In Australia, there are restrictions on a target company’s ability to take deliberate actions to stifle an unsolicited proposal, such as a new capital raising, without shareholder approval. However, on the flip side, a company’s board is not generally required to engage a prospective bidder or to act as auctioneers of the target company.
So, if directors cannot take proactive actions to stifle a hostile proposal, but are also not obliged to stimulate an auction for their company, can they just say "no" to a potential bidder without consulting shareholders? In Australia, the answer is yes.
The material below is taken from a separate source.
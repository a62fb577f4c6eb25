pub mod canvas;
pub mod layer_control;
pub mod legend;
pub mod popup;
Rejecting an unsolicited approach without shareholder consultation is possible.
There is no obligation on a target company’s directors to put all legitimate takeover proposals to shareholders for their consideration.
This means that generally target boards can interpose themselves between the prospective bidder and shareholders and act as gatekeepers of shareholders’ interests.
It is largely for this reason that the "bear hug" is on the increase in Australia. If directors had to co-operate with every bidder and put all approaches to shareholders, prospective bidders would not be using bear hugs to muster the influence of shareholders, and in many cases the media, and make it harder for directors not to engage them.
Of course, if an offer is economically attractive, target company directors will most likely find it hard to resort to a "just say no" defence unless the company has a strategic plan for delivering more value to target company shareholders and can persuade shareholders and other stakeholders of the efficacy of that plan.
While there are a few conspicuous examples of target company boards having made the wrong call on unsolicited approaches, there are also numerous examples where target board hostility to an unsolicited approach has provoked a higher offer. There are also many more examples where target boards have rejected opportunistic offers and the target companies have gone on to create greater medium- to long-term value for shareholders.
Boards may not have crystal balls, but they typically have the greatest knowledge of the target company’s performance, prospects and plans. As long as target company directors are doing their jobs diligently, they are best placed to decide which unsolicited approaches should be considered by shareholders. The real issue is that shareholders and market commentators tend to judge target company directors after the event with the benefit of rose-coloured glasses. That can sometimes turn shareholders into grizzly bears.